(ABOUT THIS TASK) For the listing that follows, give again exactly the lines from the one with "must not be" to the one with "on this connection.", including both.

(EXCERPTED RECORDS)
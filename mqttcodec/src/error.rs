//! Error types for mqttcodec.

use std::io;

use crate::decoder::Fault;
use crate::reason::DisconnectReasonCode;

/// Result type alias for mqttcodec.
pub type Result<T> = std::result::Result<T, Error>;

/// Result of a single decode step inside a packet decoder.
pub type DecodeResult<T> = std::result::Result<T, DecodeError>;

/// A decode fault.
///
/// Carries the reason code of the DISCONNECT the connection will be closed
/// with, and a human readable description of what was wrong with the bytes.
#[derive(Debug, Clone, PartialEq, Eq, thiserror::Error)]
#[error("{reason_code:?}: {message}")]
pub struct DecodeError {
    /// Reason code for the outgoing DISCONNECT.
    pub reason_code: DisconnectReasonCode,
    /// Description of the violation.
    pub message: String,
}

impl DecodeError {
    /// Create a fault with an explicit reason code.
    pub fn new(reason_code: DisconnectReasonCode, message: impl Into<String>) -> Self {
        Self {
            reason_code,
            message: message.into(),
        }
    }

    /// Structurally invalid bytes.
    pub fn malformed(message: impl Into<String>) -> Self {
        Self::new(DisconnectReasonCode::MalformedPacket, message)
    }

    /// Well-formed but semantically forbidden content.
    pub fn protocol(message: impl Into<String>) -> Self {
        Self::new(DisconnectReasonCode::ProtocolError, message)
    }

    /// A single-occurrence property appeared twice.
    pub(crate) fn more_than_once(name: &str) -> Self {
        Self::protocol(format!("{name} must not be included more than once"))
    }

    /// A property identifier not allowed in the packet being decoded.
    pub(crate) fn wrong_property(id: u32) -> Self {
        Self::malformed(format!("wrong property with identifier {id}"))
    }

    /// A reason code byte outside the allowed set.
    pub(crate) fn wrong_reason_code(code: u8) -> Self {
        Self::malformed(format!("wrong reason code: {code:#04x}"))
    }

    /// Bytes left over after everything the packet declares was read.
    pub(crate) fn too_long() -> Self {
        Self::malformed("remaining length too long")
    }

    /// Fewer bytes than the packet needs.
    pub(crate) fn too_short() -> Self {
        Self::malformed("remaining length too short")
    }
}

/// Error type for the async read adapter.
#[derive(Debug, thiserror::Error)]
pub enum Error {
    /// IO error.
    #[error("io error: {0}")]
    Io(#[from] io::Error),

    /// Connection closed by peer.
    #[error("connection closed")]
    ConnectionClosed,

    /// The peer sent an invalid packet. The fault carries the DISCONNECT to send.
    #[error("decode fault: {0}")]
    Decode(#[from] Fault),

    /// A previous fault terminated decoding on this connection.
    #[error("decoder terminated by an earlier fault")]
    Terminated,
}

--

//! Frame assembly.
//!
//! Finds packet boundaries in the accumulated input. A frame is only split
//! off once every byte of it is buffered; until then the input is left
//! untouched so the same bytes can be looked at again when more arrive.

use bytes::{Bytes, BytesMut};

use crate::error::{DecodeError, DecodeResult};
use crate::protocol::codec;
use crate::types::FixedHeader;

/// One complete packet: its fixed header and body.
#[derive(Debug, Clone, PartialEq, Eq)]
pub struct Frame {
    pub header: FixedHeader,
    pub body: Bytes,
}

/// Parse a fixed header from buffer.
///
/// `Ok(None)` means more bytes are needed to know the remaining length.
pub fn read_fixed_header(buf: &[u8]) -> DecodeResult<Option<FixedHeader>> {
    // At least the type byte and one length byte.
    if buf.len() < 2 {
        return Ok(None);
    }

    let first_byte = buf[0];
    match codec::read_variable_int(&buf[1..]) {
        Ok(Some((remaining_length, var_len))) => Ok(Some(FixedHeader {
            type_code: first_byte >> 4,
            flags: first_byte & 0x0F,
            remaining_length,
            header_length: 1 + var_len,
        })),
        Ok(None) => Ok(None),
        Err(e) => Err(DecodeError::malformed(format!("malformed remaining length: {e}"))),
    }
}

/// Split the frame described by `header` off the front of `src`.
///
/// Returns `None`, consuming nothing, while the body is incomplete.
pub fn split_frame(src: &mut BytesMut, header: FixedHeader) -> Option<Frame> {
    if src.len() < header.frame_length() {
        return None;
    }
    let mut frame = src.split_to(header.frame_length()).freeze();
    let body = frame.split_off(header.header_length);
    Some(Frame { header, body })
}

(OUTPUT BELOW)
        Self::protocol(format!("{name} must not be included more than once"))
    }

    /// A property identifier not allowed in the packet being decoded.
    pub(crate) fn wrong_property(id: u32) -> Self {
        Self::malformed(format!("wrong property with identifier {id}"))
    }

    /// A reason code byte outside the allowed set.
    pub(crate) fn wrong_reason_code(code: u8) -> Self {
        Self::malformed(format!("wrong reason code: {code:#04x}"))
    }

    /// Bytes left over after everything the packet declares was read.
    pub(crate) fn too_long() -> Self {
        Self::malformed("remaining length too long")
    }

    /// Fewer bytes than the packet needs.
    pub(crate) fn too_short() -> Self {
        Self::malformed("remaining length too short")
    }
}

/// Error type for the async read adapter.
#[derive(Debug, thiserror::Error)]
pub enum Error {
    /// IO error.
    #[error("io error: {0}")]
    Io(#[from] io::Error),

    /// Connection closed by peer.
    #[error("connection closed")]
    ConnectionClosed,

    /// The peer sent an invalid packet. The fault carries the DISCONNECT to send.
    #[error("decode fault: {0}")]
    Decode(#[from] Fault),

    /// A previous fault terminated decoding on this connection.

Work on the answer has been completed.